Il n’y a rien de tel que la Scala pour faire
oublier les lacunes d’une production. Bien qu’elle soit réputée pour les
humeurs du public, elles n’y sont pas si spécifiques - Bastille ou Garnier
rivalisent volontiers dans ce registre. Il s’agirait plutôt d’un ingrédient
quasi miraculeux : le pathos. Un lien viscéral au drame et à la musique qui
en décuple les effets.
Ainsi, malgré la superficialité de la
mise en scène, la Tosca de ce soir est bouleversante. Parce que Jonas
Kaufmann est revenu (il ne chantera finalement que deux soirs) parce que
l’orchestre est transporté, la direction audacieuse et les voix
exceptionnelles. Le décor spartiate, imposant, fait de voûtes en briques
sombres qui rappelle la forteresse voisine des Sforza alimente la crainte
d’une tragédie prochaine. Bondy a voulu un Mario Cavaradossi cérébral,
révolutionnaire, qui s’intéresse moins à l’amour qu’à la politique mais,
cette idée, la musique la contredit à chaque instant. Au risque de paraître
fébrile, Jonas Kaufmann comble intuitivement les lacunes d’une direction
d’acteur absente pour étoffer le personnage. Avec un timbre de velours qui
joue sur le modelé, une articulation qui soudain se fait mordante, il donne
au rôle ce qu’il faut de spontanéité et de complexité émotionnelle pour
qu’il s’impose face à une Tosca puérile et narcissique qui ne mérite ni son
amour ni le désir de Scarpia. Heureusement la voix spectaculaire de
l’ukrainienne Oksana Dyka, suave et déliée, rachète ici aussi le personnage.

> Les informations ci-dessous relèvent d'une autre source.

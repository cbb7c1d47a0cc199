//! 最新巻チェック
//!
//! 作品一覧スプレッドシートの各作品について書籍カタログを検索し、
//! 発売済みの次巻があれば検出してシートの巻数を更新する。

pub mod catalog;
pub mod cli;
pub mod config;
pub mod error;
pub mod export;
pub mod reconcile;
pub mod resolver;
pub mod session;
pub mod sheet;

pub use manga_check_common as common;
//! Excel出力
//!
//! 検索結果を1シートの表として書き出す（作品名 / 巻数 / 出版日 / ISBN）。

use crate::error::{CheckError, Result};
use manga_check_common::ReconciliationEntry;
use rust_xlsxwriter::{Format, Workbook};
use std::path::Path;

/// 結果表の見出し
pub const HEADERS: [&str; 5] = ["元タイトル", "作品名", "巻数", "出版日", "ISBN"];

pub fn generate_excel(entries: &[ReconciliationEntry], output_path: &Path, title: &str) -> Result<()> {
    let mut workbook = Workbook::new();
    let header_format = Format::new().set_bold();

    let worksheet = workbook.add_worksheet();
    worksheet.set_name(sheet_name(title)).map_err(excel_error)?;

    for (col, header) in HEADERS.iter().enumerate() {
        worksheet
            .write_string_with_format(0, col as u16, *header, &header_format)
            .map_err(excel_error)?;
    }

    for (i, entry) in entries.iter().enumerate() {
        let row = (i + 1) as u32;
        let c = &entry.candidate;
        worksheet.write_string(row, 0, &entry.original_title).map_err(excel_error)?;
        worksheet.write_string(row, 1, &c.title).map_err(excel_error)?;
        worksheet.write_string(row, 2, &c.volume).map_err(excel_error)?;
        worksheet.write_string(row, 3, &c.sales_date).map_err(excel_error)?;
        // ISBNは先頭の0を保つため文字列で書く
        worksheet.write_string(row, 4, &c.isbn).map_err(excel_error)?;
    }

    worksheet.set_column_width(0, 24).map_err(excel_error)?;
    worksheet.set_column_width(1, 48).map_err(excel_error)?;
    worksheet.set_column_width(3, 18).map_err(excel_error)?;
    worksheet.set_column_width(4, 16).map_err(excel_error)?;

    workbook
        .save(output_path)
        .map_err(|e| CheckError::Export(format!("{}: {}", output_path.display(), e)))?;
    Ok(())
}

/// Excelのシート名制約（31文字・一部記号不可）に合わせる
fn sheet_name(title: &str) -> String {
    let cleaned: String = title
        .chars()
        .filter(|c| !matches!(c, '[' | ']' | ':' | '*' | '?' | '/' | '\\'))
        .take(31)
        .collect();
    if cleaned.trim().is_empty() {
        "結果".to_string()
    } else {
        cleaned
    }
}

fn excel_error(e: rust_xlsxwriter::XlsxError) -> CheckError {
    CheckError::Export(e.to_string())
}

Scarpia semble être le centre d’intérêt principal de Luc Bondy. Ce
dernier l’entoure de trois grâces en son Palazzo Farnese et en fait un
libertin mégalomane. De ses aigus impérieux, le baryton serbe Zeljko Lucic
donne au rôle une écrasante autorité. Il en exploite toutes les facettes et
traque l’humain même dans le Machiavel, ce qui nous le rend curieusement
sympathique. Un caractère secondaire semble lui aussi bien dessiné, bien
mieux que le couple vedette : le sacristain. C’est lui qui vend la mèche et
Renato Girolami joue aussi bien la mesquinerie qu’il sait jouer la farce
(très réussi Dr Dulcamara dans Elisir d’Amore à l’opéra de Lille).
Malgré une mise en scène pauvre et bâclée, on se laisse emporter par cette
version. Les imperfections ne coupent pas l’élan de la musique, chargée ici
d’un pouvoir émotionnel dévastateur. L’acoustique contribue elle aussi à
nous projeter dans le sublime et à faire de la Scala, le temple des
passions.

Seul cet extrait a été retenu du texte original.